*** Data records ***

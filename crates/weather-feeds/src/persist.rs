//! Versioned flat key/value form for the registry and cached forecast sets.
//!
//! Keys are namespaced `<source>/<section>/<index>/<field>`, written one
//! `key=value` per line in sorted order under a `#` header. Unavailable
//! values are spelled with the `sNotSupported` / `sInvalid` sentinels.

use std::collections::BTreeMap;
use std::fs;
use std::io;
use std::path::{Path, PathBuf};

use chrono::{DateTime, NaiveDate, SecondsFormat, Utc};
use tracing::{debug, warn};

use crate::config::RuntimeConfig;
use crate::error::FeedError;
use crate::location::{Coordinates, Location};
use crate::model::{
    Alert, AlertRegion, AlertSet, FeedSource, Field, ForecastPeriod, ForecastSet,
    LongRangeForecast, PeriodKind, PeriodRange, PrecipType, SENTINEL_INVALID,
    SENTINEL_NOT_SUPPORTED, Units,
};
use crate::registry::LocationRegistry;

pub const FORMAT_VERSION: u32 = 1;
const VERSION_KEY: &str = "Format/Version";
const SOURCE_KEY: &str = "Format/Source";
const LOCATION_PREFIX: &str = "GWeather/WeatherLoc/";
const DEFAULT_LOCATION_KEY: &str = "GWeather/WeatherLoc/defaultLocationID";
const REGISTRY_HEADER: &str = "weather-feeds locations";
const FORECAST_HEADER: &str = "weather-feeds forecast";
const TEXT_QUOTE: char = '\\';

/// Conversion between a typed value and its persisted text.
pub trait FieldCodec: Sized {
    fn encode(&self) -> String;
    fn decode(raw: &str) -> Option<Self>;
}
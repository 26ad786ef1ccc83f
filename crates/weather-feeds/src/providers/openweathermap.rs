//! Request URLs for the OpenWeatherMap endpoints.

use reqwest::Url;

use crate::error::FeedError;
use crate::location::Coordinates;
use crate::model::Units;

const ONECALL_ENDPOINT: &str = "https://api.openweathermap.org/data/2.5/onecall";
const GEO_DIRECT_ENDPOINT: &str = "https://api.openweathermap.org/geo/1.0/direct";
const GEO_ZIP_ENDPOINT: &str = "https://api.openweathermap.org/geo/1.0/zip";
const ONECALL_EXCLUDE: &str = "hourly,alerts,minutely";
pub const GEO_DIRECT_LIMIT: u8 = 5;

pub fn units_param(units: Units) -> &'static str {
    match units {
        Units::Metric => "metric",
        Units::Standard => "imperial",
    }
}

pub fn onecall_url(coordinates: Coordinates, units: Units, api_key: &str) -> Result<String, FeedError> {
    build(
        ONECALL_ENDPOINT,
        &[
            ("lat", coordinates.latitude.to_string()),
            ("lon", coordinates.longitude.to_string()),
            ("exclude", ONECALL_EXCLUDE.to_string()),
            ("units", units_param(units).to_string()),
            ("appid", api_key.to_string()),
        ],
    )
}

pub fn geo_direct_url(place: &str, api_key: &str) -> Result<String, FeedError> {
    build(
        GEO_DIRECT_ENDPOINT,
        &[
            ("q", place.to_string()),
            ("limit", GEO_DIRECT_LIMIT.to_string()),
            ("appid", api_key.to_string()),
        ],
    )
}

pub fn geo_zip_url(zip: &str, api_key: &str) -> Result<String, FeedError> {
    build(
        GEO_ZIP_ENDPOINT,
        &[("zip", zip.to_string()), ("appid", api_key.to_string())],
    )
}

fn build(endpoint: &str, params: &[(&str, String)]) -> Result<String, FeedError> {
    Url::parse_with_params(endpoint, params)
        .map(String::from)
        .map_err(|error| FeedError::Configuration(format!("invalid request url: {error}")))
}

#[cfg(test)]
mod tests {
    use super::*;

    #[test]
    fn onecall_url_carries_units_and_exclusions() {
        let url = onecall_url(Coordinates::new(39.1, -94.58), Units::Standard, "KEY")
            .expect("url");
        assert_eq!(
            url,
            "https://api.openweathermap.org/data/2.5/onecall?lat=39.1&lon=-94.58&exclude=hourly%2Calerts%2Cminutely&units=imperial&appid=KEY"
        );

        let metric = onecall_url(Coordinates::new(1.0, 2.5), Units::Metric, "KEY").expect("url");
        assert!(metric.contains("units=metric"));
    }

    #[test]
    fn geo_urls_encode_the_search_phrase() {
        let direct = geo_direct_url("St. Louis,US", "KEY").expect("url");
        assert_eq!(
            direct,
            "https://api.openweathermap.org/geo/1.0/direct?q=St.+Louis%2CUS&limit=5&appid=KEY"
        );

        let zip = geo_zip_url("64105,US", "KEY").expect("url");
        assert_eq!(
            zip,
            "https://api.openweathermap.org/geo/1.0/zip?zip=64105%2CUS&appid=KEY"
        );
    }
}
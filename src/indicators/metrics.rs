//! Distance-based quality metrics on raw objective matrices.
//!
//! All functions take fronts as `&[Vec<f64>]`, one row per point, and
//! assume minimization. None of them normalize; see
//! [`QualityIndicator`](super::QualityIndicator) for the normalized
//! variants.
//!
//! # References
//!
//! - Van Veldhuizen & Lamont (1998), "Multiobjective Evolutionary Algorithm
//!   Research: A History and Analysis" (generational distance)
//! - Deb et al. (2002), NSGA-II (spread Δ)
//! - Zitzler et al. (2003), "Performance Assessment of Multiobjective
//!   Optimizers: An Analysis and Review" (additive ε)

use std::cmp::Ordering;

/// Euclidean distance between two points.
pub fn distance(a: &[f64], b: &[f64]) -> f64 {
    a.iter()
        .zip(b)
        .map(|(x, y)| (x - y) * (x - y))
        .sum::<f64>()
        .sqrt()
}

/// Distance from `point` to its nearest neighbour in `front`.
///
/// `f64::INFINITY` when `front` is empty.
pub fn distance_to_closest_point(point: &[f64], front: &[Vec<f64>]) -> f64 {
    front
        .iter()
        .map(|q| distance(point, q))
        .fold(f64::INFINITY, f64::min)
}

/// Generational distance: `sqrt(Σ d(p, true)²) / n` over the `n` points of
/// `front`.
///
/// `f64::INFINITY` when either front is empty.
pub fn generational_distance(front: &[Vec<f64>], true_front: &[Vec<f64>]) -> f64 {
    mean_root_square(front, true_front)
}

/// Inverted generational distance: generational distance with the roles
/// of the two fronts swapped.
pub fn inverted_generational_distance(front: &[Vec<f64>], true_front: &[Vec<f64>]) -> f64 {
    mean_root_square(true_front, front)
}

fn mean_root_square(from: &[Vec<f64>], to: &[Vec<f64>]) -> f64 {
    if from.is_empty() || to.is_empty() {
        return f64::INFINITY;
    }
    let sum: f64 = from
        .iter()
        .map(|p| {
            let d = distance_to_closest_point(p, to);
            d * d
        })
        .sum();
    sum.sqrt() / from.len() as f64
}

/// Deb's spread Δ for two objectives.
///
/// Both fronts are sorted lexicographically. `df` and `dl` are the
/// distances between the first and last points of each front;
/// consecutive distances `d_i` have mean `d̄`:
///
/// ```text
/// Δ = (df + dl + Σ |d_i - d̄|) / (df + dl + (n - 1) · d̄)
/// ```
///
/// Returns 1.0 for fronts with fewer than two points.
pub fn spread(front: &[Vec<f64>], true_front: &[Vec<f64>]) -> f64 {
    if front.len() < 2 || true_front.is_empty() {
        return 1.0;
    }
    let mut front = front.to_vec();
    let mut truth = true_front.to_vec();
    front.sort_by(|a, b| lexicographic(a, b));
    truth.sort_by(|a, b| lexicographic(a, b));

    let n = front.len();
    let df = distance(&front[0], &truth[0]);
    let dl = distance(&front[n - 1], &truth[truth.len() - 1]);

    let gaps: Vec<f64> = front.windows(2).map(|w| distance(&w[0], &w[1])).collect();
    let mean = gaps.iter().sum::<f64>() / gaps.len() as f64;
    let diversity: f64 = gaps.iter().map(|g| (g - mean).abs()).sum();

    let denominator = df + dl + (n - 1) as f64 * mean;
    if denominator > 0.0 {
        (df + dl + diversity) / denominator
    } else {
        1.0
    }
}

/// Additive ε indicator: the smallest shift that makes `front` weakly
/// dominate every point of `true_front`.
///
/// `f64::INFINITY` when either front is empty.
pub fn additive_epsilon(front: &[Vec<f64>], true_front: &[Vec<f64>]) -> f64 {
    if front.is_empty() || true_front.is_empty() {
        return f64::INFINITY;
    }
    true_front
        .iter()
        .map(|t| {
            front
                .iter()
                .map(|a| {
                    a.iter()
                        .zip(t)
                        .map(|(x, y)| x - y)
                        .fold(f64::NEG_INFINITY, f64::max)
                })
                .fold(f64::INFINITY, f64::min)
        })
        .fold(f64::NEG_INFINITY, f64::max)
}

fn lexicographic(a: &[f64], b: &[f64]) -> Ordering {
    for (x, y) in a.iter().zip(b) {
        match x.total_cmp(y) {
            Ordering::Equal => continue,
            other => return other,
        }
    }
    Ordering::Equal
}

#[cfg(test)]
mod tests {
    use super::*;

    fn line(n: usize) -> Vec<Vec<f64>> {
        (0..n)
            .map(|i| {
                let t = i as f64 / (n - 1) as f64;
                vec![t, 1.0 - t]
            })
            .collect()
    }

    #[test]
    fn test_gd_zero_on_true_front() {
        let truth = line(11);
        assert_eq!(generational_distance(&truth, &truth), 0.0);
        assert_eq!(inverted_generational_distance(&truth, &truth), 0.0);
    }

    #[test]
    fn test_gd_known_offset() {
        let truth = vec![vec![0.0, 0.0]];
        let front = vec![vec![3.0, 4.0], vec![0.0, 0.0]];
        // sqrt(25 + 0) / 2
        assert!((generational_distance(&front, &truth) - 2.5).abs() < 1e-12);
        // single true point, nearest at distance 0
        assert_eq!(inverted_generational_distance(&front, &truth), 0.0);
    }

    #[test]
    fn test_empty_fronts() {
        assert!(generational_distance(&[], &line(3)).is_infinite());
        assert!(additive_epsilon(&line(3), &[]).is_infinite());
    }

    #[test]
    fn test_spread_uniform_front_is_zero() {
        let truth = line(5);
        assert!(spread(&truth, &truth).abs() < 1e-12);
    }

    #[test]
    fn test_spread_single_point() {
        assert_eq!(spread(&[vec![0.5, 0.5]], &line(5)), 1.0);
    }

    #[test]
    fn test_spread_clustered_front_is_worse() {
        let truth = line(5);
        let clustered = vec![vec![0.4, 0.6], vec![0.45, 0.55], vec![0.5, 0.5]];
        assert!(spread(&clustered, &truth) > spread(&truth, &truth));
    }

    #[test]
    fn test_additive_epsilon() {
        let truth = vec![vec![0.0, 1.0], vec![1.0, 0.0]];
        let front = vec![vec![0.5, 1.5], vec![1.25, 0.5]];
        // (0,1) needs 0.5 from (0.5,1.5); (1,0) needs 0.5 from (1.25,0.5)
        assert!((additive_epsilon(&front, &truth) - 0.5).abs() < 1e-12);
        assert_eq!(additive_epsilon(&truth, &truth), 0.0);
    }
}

*** End of Data records ***
*** Data records ***

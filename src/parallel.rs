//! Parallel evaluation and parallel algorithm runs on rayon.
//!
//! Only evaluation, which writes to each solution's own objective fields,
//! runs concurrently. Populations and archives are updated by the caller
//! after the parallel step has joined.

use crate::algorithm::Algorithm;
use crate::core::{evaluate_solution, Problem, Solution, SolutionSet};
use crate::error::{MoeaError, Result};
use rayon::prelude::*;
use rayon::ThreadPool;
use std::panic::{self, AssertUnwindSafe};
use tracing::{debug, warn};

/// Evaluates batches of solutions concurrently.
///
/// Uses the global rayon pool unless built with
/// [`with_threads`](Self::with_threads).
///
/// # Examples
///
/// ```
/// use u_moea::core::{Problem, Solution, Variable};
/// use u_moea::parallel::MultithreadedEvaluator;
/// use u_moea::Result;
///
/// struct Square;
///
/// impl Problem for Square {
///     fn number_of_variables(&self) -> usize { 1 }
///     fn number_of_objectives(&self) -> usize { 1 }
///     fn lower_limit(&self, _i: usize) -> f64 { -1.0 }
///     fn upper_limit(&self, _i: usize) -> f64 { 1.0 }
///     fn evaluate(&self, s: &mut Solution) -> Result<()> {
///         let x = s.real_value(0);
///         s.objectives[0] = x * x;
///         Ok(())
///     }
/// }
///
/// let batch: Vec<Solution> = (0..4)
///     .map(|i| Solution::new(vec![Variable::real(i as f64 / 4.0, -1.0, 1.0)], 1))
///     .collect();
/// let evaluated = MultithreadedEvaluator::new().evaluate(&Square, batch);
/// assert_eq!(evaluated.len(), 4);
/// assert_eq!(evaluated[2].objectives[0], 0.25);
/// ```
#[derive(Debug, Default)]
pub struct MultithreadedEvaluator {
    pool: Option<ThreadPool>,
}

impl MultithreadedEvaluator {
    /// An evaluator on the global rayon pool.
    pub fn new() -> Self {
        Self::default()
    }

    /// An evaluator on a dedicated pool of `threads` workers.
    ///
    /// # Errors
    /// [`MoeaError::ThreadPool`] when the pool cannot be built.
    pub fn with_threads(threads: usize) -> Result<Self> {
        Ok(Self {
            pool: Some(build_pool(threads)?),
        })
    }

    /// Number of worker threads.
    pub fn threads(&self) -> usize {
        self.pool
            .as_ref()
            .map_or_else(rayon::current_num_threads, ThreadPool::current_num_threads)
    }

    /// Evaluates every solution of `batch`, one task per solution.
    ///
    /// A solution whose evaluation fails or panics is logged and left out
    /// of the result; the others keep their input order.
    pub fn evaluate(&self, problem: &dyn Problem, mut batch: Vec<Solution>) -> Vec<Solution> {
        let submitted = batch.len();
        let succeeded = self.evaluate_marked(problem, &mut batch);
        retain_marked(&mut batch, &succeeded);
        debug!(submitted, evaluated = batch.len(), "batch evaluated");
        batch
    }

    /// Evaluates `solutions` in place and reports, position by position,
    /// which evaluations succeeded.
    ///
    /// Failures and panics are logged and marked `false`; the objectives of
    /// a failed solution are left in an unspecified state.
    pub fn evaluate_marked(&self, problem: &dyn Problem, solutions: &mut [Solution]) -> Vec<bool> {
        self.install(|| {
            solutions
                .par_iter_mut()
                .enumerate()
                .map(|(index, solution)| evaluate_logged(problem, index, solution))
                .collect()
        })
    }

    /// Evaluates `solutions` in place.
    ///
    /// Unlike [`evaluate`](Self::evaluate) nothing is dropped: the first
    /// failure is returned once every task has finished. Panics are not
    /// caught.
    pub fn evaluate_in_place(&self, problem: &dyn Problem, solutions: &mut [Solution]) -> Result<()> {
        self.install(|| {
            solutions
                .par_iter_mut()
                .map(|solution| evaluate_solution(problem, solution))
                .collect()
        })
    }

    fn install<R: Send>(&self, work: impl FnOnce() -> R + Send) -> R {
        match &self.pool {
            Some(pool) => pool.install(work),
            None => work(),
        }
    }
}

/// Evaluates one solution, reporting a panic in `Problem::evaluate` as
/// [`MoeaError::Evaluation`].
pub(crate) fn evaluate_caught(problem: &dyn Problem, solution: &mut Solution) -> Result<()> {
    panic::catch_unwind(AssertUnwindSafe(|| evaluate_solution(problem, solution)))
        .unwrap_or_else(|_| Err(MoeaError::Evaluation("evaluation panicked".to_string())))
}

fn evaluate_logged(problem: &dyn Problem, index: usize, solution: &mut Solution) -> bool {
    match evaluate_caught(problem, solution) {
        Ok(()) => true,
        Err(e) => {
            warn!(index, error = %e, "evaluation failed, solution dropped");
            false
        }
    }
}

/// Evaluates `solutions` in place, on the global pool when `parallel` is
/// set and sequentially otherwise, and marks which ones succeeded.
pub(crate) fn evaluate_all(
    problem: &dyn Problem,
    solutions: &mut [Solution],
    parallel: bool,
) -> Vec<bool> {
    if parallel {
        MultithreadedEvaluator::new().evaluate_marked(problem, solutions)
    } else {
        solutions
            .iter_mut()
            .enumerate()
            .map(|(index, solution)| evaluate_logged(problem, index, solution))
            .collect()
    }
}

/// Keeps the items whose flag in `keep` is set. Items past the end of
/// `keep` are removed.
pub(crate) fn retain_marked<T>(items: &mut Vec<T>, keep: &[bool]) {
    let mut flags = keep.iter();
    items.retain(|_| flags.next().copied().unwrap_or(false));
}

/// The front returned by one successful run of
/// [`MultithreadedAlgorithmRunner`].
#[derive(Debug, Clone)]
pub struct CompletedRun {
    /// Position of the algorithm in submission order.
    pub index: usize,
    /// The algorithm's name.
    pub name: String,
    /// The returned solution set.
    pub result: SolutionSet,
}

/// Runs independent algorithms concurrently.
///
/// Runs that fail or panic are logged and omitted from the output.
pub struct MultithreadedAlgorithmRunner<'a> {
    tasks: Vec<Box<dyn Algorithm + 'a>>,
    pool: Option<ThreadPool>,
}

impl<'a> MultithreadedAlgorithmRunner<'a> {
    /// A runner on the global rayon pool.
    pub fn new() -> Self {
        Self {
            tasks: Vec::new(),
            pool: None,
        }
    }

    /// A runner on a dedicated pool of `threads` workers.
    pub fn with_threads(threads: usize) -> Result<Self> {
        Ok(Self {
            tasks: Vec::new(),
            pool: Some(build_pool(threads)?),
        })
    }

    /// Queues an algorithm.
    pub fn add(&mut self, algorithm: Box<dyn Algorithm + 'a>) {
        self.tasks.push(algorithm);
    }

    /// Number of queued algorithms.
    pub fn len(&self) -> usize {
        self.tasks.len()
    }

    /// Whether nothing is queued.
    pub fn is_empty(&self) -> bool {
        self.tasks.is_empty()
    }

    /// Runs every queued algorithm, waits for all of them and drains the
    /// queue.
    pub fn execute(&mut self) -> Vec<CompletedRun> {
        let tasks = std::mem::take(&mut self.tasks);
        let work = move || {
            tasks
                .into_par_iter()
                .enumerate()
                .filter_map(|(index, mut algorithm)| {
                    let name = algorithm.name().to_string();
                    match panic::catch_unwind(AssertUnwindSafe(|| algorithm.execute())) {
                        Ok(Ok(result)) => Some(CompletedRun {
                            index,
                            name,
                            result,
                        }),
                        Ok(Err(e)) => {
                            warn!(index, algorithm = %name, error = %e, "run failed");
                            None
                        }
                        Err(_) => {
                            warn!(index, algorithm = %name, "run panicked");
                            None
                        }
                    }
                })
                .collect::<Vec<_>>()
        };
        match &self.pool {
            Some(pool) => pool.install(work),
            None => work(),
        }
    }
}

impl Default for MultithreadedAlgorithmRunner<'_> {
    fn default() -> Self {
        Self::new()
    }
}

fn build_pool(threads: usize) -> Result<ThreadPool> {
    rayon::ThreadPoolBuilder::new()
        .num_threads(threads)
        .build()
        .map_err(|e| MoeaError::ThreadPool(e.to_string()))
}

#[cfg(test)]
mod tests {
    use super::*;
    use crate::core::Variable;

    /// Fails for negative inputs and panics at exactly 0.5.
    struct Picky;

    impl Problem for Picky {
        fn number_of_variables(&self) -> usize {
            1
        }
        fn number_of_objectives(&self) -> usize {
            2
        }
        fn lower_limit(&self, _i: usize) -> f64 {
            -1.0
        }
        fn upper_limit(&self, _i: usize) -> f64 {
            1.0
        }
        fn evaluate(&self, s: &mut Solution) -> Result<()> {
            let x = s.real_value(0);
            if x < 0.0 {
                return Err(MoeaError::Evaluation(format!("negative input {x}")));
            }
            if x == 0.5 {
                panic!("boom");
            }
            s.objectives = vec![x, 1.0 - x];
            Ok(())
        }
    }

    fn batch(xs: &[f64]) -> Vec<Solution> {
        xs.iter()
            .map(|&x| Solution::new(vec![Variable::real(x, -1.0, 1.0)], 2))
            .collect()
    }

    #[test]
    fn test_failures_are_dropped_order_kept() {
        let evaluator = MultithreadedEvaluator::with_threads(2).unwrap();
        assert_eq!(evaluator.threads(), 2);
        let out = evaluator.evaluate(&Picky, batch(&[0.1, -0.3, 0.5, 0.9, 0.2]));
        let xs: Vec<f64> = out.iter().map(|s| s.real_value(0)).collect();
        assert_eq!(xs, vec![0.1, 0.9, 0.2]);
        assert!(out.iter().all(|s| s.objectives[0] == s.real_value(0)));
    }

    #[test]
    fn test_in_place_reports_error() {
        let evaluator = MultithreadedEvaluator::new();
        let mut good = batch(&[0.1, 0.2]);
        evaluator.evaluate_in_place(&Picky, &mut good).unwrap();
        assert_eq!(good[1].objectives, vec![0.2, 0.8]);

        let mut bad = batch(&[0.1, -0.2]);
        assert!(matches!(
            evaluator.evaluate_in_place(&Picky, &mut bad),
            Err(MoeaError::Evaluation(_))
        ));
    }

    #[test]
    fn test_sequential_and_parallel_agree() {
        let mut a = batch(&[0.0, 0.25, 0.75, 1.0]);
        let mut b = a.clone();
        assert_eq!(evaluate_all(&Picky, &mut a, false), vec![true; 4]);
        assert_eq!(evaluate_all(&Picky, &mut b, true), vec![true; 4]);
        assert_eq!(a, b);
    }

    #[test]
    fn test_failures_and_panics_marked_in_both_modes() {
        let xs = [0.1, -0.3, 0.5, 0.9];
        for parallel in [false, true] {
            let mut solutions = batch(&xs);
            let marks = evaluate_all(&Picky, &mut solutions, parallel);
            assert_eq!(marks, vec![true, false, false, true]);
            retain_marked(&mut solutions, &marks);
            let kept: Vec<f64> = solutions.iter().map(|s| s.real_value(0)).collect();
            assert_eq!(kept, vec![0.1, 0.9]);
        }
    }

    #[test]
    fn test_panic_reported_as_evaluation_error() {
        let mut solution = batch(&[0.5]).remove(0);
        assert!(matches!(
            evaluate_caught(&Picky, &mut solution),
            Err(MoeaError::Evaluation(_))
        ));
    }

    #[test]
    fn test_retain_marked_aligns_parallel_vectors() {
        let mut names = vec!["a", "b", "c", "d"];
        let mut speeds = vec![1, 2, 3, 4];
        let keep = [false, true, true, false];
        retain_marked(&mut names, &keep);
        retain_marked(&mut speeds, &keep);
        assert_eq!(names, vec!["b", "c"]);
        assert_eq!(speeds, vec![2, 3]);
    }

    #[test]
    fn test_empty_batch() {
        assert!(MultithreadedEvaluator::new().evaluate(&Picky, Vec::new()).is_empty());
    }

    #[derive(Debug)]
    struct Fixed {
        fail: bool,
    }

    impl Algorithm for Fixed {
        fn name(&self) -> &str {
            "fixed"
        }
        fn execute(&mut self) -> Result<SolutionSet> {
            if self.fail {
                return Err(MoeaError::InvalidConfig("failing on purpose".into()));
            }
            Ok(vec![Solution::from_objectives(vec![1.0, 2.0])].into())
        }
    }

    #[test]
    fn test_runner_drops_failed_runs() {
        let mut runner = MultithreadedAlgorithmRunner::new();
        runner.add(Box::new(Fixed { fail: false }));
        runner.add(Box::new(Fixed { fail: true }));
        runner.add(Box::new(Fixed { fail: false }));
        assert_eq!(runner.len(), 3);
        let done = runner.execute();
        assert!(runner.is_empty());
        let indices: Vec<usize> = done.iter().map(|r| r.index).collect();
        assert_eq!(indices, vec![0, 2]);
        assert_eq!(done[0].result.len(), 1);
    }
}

*** End of Data records ***

What is being asked -> Please go through the data and copy each line containing the word "dedicated".

Task answer ->
    /// An evaluator on a dedicated pool of `threads` workers.
    /// A runner on a dedicated pool of `threads` workers.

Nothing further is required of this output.